:: Exercise details ::
Note each line in the data holding the string "flag" and report it.

:: Records for the exercise ::

====

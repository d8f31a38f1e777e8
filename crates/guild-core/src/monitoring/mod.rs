//! Confirmation tracking for settled payments.

pub mod confirmation;

pub use confirmation::{ConfirmationMonitor, ConfirmationOutcome, ConfirmationStatus};
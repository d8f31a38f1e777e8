//! Timed polling for transaction confirmations.
//!
//! Polls the wallet for a receipt and the chain head until enough blocks sit
//! on top of the transaction, the wait window closes, or the caller cancels.
//! Wallet failures while polling count as "not yet available".

use guild_types::{truncate_id, TransactionHash};
use guild_wallet::WalletInterface;
use std::sync::Arc;
use std::time::Duration;
use tokio::sync::watch;
use tokio::time::Instant;
use tracing::instrument;

/// How a confirmation wait ended.
#[derive(Debug, Clone, Copy, PartialEq, Eq)]
pub enum ConfirmationStatus {
	/// At least the required number of confirmations was observed.
	Confirmed,
	/// The wait window closed first.
	TimedOut,
	/// The cancellation signal fired first.
	Cancelled,
}

/// Result of a confirmation wait.
#[derive(Debug, Clone, Copy, PartialEq, Eq)]
pub struct ConfirmationOutcome {
	/// Last observed confirmation count, 0 if no receipt was ever seen.
	pub confirmations: u64,
	pub status: ConfirmationStatus,
}

pub struct ConfirmationMonitor {
	wallet: Arc<dyn WalletInterface>,
	poll_interval: Duration,
	min_confirmations: u64,
}

impl ConfirmationMonitor {
	pub fn new(
		wallet: Arc<dyn WalletInterface>,
		poll_interval: Duration,
		min_confirmations: u64,
	) -> Self {
		Self {
			wallet,
			poll_interval,
			min_confirmations: min_confirmations.max(1),
		}
	}

	/// Waits up to `max_wait` for the transaction to be confirmed.
	pub async fn wait(&self, hash: &TransactionHash, max_wait: Duration) -> ConfirmationOutcome {
		let (_cancel_tx, cancel_rx) = watch::channel(false);
		self.wait_with_cancel(hash, max_wait, cancel_rx).await
	}

	/// Like [`Self::wait`], but returns early once `cancel` becomes `true`.
	///
	/// Dropping the sender leaves the wait running until its deadline.
	#[instrument(skip_all, fields(tx_hash = %truncate_id(hash.as_str())))]
	pub async fn wait_with_cancel(
		&self,
		hash: &TransactionHash,
		max_wait: Duration,
		mut cancel: watch::Receiver<bool>,
	) -> ConfirmationOutcome {
		// `None` when `max_wait` is too large to represent; the wait is then unbounded.
		let deadline = Instant::now().checked_add(max_wait);
		let mut confirmations = 0;

		loop {
			if deadline.is_some_and(|deadline| Instant::now() >= deadline) {
				tracing::warn!(
					confirmations,
					max_wait_secs = max_wait.as_secs(),
					"Confirmation wait timed out"
				);
				return ConfirmationOutcome {
					confirmations,
					status: ConfirmationStatus::TimedOut,
				};
			}

			if let Some(observed) = self.poll(hash).await {
				confirmations = observed;
				if confirmations >= self.min_confirmations {
					tracing::info!(confirmations, "Transaction confirmed");
					return ConfirmationOutcome {
						confirmations,
						status: ConfirmationStatus::Confirmed,
					};
				}
			}

			tokio::select! {
				_ = tokio::time::sleep(self.poll_interval) => {},
				_ = cancelled(&mut cancel) => {
					tracing::info!(confirmations, "Confirmation wait cancelled");
					return ConfirmationOutcome {
						confirmations,
						status: ConfirmationStatus::Cancelled,
					};
				},
			}
		}
	}

	/// One receipt and head query; `None` when either is unavailable.
	async fn poll(&self, hash: &TransactionHash) -> Option<u64> {
		let receipt = match self.wallet.get_receipt(hash).await {
			Ok(Some(receipt)) => receipt,
			Ok(None) => {
				tracing::debug!("Waiting for transaction to be mined");
				return None;
			},
			Err(e) => {
				tracing::warn!(error = %e, "Receipt query failed");
				return None;
			},
		};

		match self.wallet.get_block_number().await {
			Ok(head) => {
				let confirmations = receipt.confirmations_at(head);
				tracing::debug!(
					block = receipt.block_number,
					head,
					confirmations,
					"Checked confirmations"
				);
				Some(confirmations)
			},
			Err(e) => {
				tracing::warn!(error = %e, "Block number query failed");
				None
			},
		}
	}
}

/// Resolves once the flag is set; never resolves if the sender is gone.
async fn cancelled(cancel: &mut watch::Receiver<bool>) {
	let closed = cancel.wait_for(|flag| *flag).await.is_err();
	if closed {
		std::future::pending::<()>().await;
	}
}

#[cfg(test)]
mod tests {
	use super::*;
	use guild_wallet::implementations::mock::MockWallet;

	fn monitor(wallet: MockWallet, min_confirmations: u64) -> ConfirmationMonitor {
		ConfirmationMonitor::new(
			Arc::new(wallet),
			Duration::from_secs(2),
			min_confirmations,
		)
	}

	fn hash() -> TransactionHash {
		TransactionHash::from("0x1111111111111111111111111111111111111111111111111111111111111111")
	}

	#[tokio::test(start_paused = true)]
	async fn test_confirms_from_receipt_and_head() {
		let monitor = monitor(MockWallet::at_head(102).with_receipt_at(100), 1);
		let start = Instant::now();

		let outcome = monitor.wait(&hash(), Duration::from_secs(60)).await;

		assert_eq!(
			outcome,
			ConfirmationOutcome {
				confirmations: 2,
				status: ConfirmationStatus::Confirmed,
			}
		);
		assert!(start.elapsed() < Duration::from_secs(60));
	}

	#[tokio::test(start_paused = true)]
	async fn test_times_out_without_receipt() {
		let monitor = monitor(MockWallet::at_head(100).never_mined(), 1);
		let start = Instant::now();

		let outcome = monitor.wait(&hash(), Duration::from_secs(60)).await;

		assert_eq!(outcome.confirmations, 0);
		assert_eq!(outcome.status, ConfirmationStatus::TimedOut);
		assert!(start.elapsed() >= Duration::from_secs(60));
	}

	#[tokio::test(start_paused = true)]
	async fn test_unbounded_wait_still_confirms() {
		let wallet = MockWallet::at_head(100)
			.with_receipt_at(100)
			.with_blocks_per_poll(1)
			.mined_after(3);
		let monitor = monitor(wallet, 2);

		let outcome = monitor.wait(&hash(), Duration::MAX).await;

		assert_eq!(outcome.status, ConfirmationStatus::Confirmed);
		assert_eq!(outcome.confirmations, 2);
	}

	#[tokio::test(start_paused = true)]
	async fn test_waits_for_head_to_advance() {
		let wallet = MockWallet::at_head(100)
			.with_receipt_at(100)
			.with_blocks_per_poll(1)
			.mined_after(2);
		let monitor = monitor(wallet, 1);

		let outcome = monitor.wait(&hash(), Duration::from_secs(60)).await;

		assert_eq!(outcome.status, ConfirmationStatus::Confirmed);
		assert_eq!(outcome.confirmations, 1);
	}

	#[tokio::test(start_paused = true)]
	async fn test_wallet_errors_are_not_fatal() {
		let wallet = Arc::new(MockWallet::at_head(100).failing_receipts());
		let monitor = ConfirmationMonitor::new(wallet.clone(), Duration::from_secs(2), 1);

		let outcome = monitor.wait(&hash(), Duration::from_secs(10)).await;

		assert_eq!(outcome.status, ConfirmationStatus::TimedOut);
		assert_eq!(outcome.confirmations, 0);
		assert_eq!(wallet.receipt_queries().await, 5);
	}

	#[tokio::test(start_paused = true)]
	async fn test_cancel_keeps_last_count() {
		let monitor = monitor(MockWallet::at_head(101).with_receipt_at(100), 3);
		let (cancel_tx, cancel_rx) = watch::channel(false);

		tokio::spawn(async move {
			tokio::time::sleep(Duration::from_secs(5)).await;
			let _ = cancel_tx.send(true);
		});

		let outcome = monitor
			.wait_with_cancel(&hash(), Duration::from_secs(60), cancel_rx)
			.await;

		assert_eq!(
			outcome,
			ConfirmationOutcome {
				confirmations: 1,
				status: ConfirmationStatus::Cancelled,
			}
		);
	}

	#[tokio::test(start_paused = true)]
	async fn test_dropped_sender_runs_to_deadline() {
		let monitor = monitor(MockWallet::at_head(100).never_mined(), 1);
		let (cancel_tx, cancel_rx) = watch::channel(false);
		drop(cancel_tx);

		let outcome = monitor
			.wait_with_cancel(&hash(), Duration::from_secs(6), cancel_rx)
			.await;

		assert_eq!(outcome.status, ConfirmationStatus::TimedOut);
	}
}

====

:: Task result ::
/// Resolves once the flag is set; never resolves if the sender is gone.
	let closed = cancel.wait_for(|flag| *flag).await.is_err();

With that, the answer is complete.